■ **Task to complete**
Reproduce, with no changes, the line where "impl From<serde_json::Error> for" appears and every subsequent line of the listing, the last one included.

■ **Provided material**
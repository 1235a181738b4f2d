//! # Chat Data Transfer Objects
//!
//! Messages and chats for both the buyer/seller chat and the customer-support
//! chat. The two variants are kept as distinct types so that they can never be
//! stored in, or read from, the other variant's cache partition.

use chrono::{DateTime, Utc};
use serde::{Deserialize, Serialize};

fn is_false(value: &bool) -> bool {
    !*value
}

fn default_category() -> String {
    "general".to_string()
}

fn default_priority() -> i32 {
    1
}

/// Who authored a support message.
#[derive(Debug, Clone, Copy, Serialize, Deserialize, PartialEq, Eq, Hash)]
#[serde(rename_all = "lowercase")]
pub enum SenderType {
    User,
    Agent,
    Admin,
}

impl std::fmt::Display for SenderType {
    fn fmt(&self, f: &mut std::fmt::Formatter<'_>) -> std::fmt::Result {
        match self {
            SenderType::User => write!(f, "user"),
            SenderType::Agent => write!(f, "agent"),
            SenderType::Admin => write!(f, "admin"),
        }
    }
}

impl std::str::FromStr for SenderType {
    type Err = String;

    fn from_str(s: &str) -> Result<Self, Self::Err> {
        match s {
            "user" => Ok(SenderType::User),
            "agent" => Ok(SenderType::Agent),
            "admin" => Ok(SenderType::Admin),
            other => Err(format!("Unknown role: {}", other)),
        }
    }
}

/// Role a client authenticates as on the realtime socket and the REST API.
pub type ClientRole = SenderType;

/// Lifecycle of a support chat.
#[derive(Debug, Clone, Copy, Serialize, Deserialize, PartialEq, Eq)]
#[serde(rename_all = "lowercase")]
pub enum SupportChatStatus {
    /// Waiting for an agent to accept
    Pending,
    /// An agent accepted the chat
    Active,
    /// Closed by either side
    Closed,
    /// Marked as resolved
    Resolved,
}

impl std::fmt::Display for SupportChatStatus {
    fn fmt(&self, f: &mut std::fmt::Formatter<'_>) -> std::fmt::Result {
        match self {
            SupportChatStatus::Pending => write!(f, "pending"),
            SupportChatStatus::Active => write!(f, "active"),
            SupportChatStatus::Closed => write!(f, "closed"),
            SupportChatStatus::Resolved => write!(f, "resolved"),
        }
    }
}

/// Public profile of a message author, as embedded by the backend.
#[derive(Debug, Clone, Serialize, Deserialize, PartialEq, Eq)]
#[serde(rename_all = "camelCase")]
pub struct Participant {
    pub id: String,
    #[serde(default, skip_serializing_if = "Option::is_none")]
    pub name: Option<String>,
    #[serde(default, skip_serializing_if = "Option::is_none")]
    pub image: Option<String>,
}

/// A message in a buyer/seller chat.
#[derive(Debug, Clone, Serialize, Deserialize, PartialEq)]
#[serde(rename_all = "camelCase")]
pub struct Message {
    pub id: String,
    pub chat_id: String,
    pub content: String,
    pub sender_id: String,
    #[serde(default, skip_serializing_if = "Option::is_none")]
    pub sender: Option<Participant>,
    #[serde(default)]
    pub read: bool,
    pub created_at: DateTime<Utc>,
    pub updated_at: DateTime<Utc>,
    /// Set while the message only exists locally and awaits the server copy.
    #[serde(default, skip_serializing_if = "is_false")]
    pub pending: bool,
}

impl Message {
    /// Build the local copy shown before the server confirms the message.
    pub fn optimistic(
        id: impl Into<String>,
        chat_id: impl Into<String>,
        sender_id: impl Into<String>,
        content: impl Into<String>,
    ) -> Self {
        let now = Utc::now();
        let sender_id = sender_id.into();
        Self {
            id: id.into(),
            chat_id: chat_id.into(),
            content: content.into(),
            sender: Some(Participant {
                id: sender_id.clone(),
                name: Some("You".to_string()),
                image: None,
            }),
            sender_id,
            read: false,
            created_at: now,
            updated_at: now,
            pending: true,
        }
    }
}

/// A message in a customer-support chat.
#[derive(Debug, Clone, Serialize, Deserialize, PartialEq)]
#[serde(rename_all = "camelCase")]
pub struct SupportMessage {
    pub id: String,
    pub chat_id: String,
    pub content: String,
    #[serde(alias = "sender")]
    pub sender_id: String,
    pub sender_type: SenderType,
    #[serde(default)]
    pub read: bool,
    pub created_at: DateTime<Utc>,
    pub updated_at: DateTime<Utc>,
    #[serde(default, skip_serializing_if = "is_false")]
    pub pending: bool,
}

impl SupportMessage {
    pub fn optimistic(
        id: impl Into<String>,
        chat_id: impl Into<String>,
        sender_id: impl Into<String>,
        sender_type: SenderType,
        content: impl Into<String>,
    ) -> Self {
        let now = Utc::now();
        Self {
            id: id.into(),
            chat_id: chat_id.into(),
            content: content.into(),
            sender_id: sender_id.into(),
            sender_type,
            read: false,
            created_at: now,
            updated_at: now,
            pending: true,
        }
    }
}

/// A buyer/seller conversation, usually attached to a marketplace ad.
#[derive(Debug, Clone, Serialize, Deserialize, PartialEq)]
#[serde(rename_all = "camelCase")]
pub struct Chat {
    pub id: String,
    #[serde(default, skip_serializing_if = "Option::is_none")]
    pub ad_id: Option<String>,
    #[serde(default)]
    pub participant_ids: Vec<String>,
    #[serde(default, skip_serializing_if = "Option::is_none")]
    pub status: Option<String>,
    #[serde(default, skip_serializing_if = "Option::is_none")]
    pub last_message: Option<Message>,
    #[serde(default)]
    pub unread_count: u32,
    #[serde(default, skip_serializing_if = "Option::is_none")]
    pub created_at: Option<DateTime<Utc>>,
    pub updated_at: DateTime<Utc>,
}

/// A customer-support conversation between a user and an agent.
#[derive(Debug, Clone, Serialize, Deserialize, PartialEq)]
#[serde(rename_all = "camelCase")]
pub struct SupportChat {
    pub id: String,
    pub user_id: String,
    #[serde(default, skip_serializing_if = "Option::is_none")]
    pub agent_id: Option<String>,
    #[serde(default, skip_serializing_if = "Option::is_none")]
    pub subject: Option<String>,
    pub status: SupportChatStatus,
    #[serde(default = "default_category")]
    pub category: String,
    #[serde(default = "default_priority")]
    pub priority: i32,
    #[serde(default, skip_serializing_if = "Option::is_none")]
    pub last_message: Option<SupportMessage>,
    #[serde(default, skip_serializing_if = "Option::is_none")]
    pub created_at: Option<DateTime<Utc>>,
    pub updated_at: DateTime<Utc>,
}

#[cfg(test)]
mod tests {
    use super::*;

    #[test]
    fn test_support_message_accepts_sender_alias() {
        let json = r#"{
            "id": "s1",
            "chatId": "sc1",
            "content": "My order never arrived",
            "sender": "u7",
            "senderType": "user",
            "createdAt": "2025-03-01T10:00:00Z",
            "updatedAt": "2025-03-01T10:00:00Z"
        }"#;

        let message: SupportMessage = serde_json::from_str(json).unwrap();

        assert_eq!(message.sender_id, "u7");
        assert_eq!(message.sender_type, SenderType::User);
        assert!(!message.read);
        assert!(!message.pending);
    }

    #[test]
    fn test_pending_flag_not_serialized_when_false() {
        let mut message = Message::optimistic("temp-1", "c1", "u1", "hello");
        message.pending = false;

        let json = serde_json::to_value(&message).unwrap();

        assert!(json.get("pending").is_none());
        assert_eq!(json["senderId"], "u1");
    }

    #[test]
    fn test_support_chat_defaults() {
        let json = r#"{
            "id": "sc1",
            "userId": "u7",
            "status": "pending",
            "updatedAt": "2025-03-01T10:00:00Z"
        }"#;

        let chat: SupportChat = serde_json::from_str(json).unwrap();

        assert_eq!(chat.category, "general");
        assert_eq!(chat.priority, 1);
        assert_eq!(chat.status, SupportChatStatus::Pending);
        assert!(chat.agent_id.is_none());
    }

    #[test]
    fn test_sender_type_round_trips_through_str() {
        for role in [SenderType::User, SenderType::Agent, SenderType::Admin] {
            assert_eq!(role.to_string().parse::<SenderType>().unwrap(), role);
        }
        assert!("courier".parse::<SenderType>().is_err());
    }
}
//! # Centralized Error Handling
//!
//! This module defines the error type [`AppError`] used by the core library.
//! It follows the `thiserror` pattern for ergonomic error handling.
//!
//! ## Error Categories
//!
//! 1. **Caller Errors** - bad arguments
//!    - [`InvalidInput`](AppError::InvalidInput)
//!    - [`NotFound`](AppError::NotFound)
//!
//! 2. **System Errors** - configuration, storage, unexpected failures
//!    - [`Config`](AppError::Config)
//!    - [`Storage`](AppError::Storage)
//!    - [`Decoding`](AppError::Decoding)
//!    - [`Internal`](AppError::Internal)
//!
//! Cache reads and writes log and swallow their own errors; only the
//! operations that a caller must react to (queueing a pending message,
//! clearing the cache) return them.
//!
//! ## Usage Example
//!
//! ```rust
//! use lib_core::error::{AppError, Result};
//!
//! fn parse_chat_id(id: &str) -> Result<&str> {
//!     if id.trim().is_empty() {
//!         return Err(AppError::InvalidInput("chat id cannot be empty".to_string()));
//!     }
//!     Ok(id)
//! }
//! ```
//!
//! ## Error Conversion
//!
//! - `From<sqlx::Error>` - Convert database errors to AppError
//! - `From<serde_json::Error>` - Convert JSON errors to AppError

use thiserror::Error;

/// Convenience type alias for `Result<T, AppError>`.
pub type Result<T> = std::result::Result<T, AppError>;

/// Core error type.
#[derive(Debug, Error)]
pub enum AppError {
    /// Configuration error during startup or environment loading.
    #[error("Configuration error: {0}")]
    Config(String),

    /// Local database failure (open, query, commit).
    #[error("Storage error: {0}")]
    Storage(String),

    /// Cached payload could not be decoded.
    #[error("Decoding error: {0}")]
    Decoding(String),

    /// Invalid input validation error.
    #[error("Invalid input: {0}")]
    InvalidInput(String),

    /// Internal error (unexpected failures).
    #[error("Internal error: {0}")]
    Internal(String),

    /// Requested record not found.
    #[error("Not found: {0}")]
    NotFound(String),
}

/// Convert `sqlx::Error` to `AppError`.
impl From<sqlx::Error> for AppError {
    fn from(err: sqlx::Error) -> Self {
        match err {
            sqlx::Error::RowNotFound => AppError::NotFound("Database record not found".to_string()),
            sqlx::Error::Database(db_err) => {
                AppError::Storage(format!("Database error: {}", db_err.message()))
            }
            _ => AppError::Storage(format!("Database error: {}", err)),
        }
    }
}

/// Convert `serde_json::Error` to `AppError`.
impl From<serde_json::Error> for AppError {
    fn from(err: serde_json::Error) -> Self {
        AppError::Decoding(format!("JSON error: {}", err))
    }
}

■ **Written response**
impl From<serde_json::Error> for AppError {
    fn from(err: serde_json::Error) -> Self {
        AppError::Decoding(format!("JSON error: {}", err))
    }
}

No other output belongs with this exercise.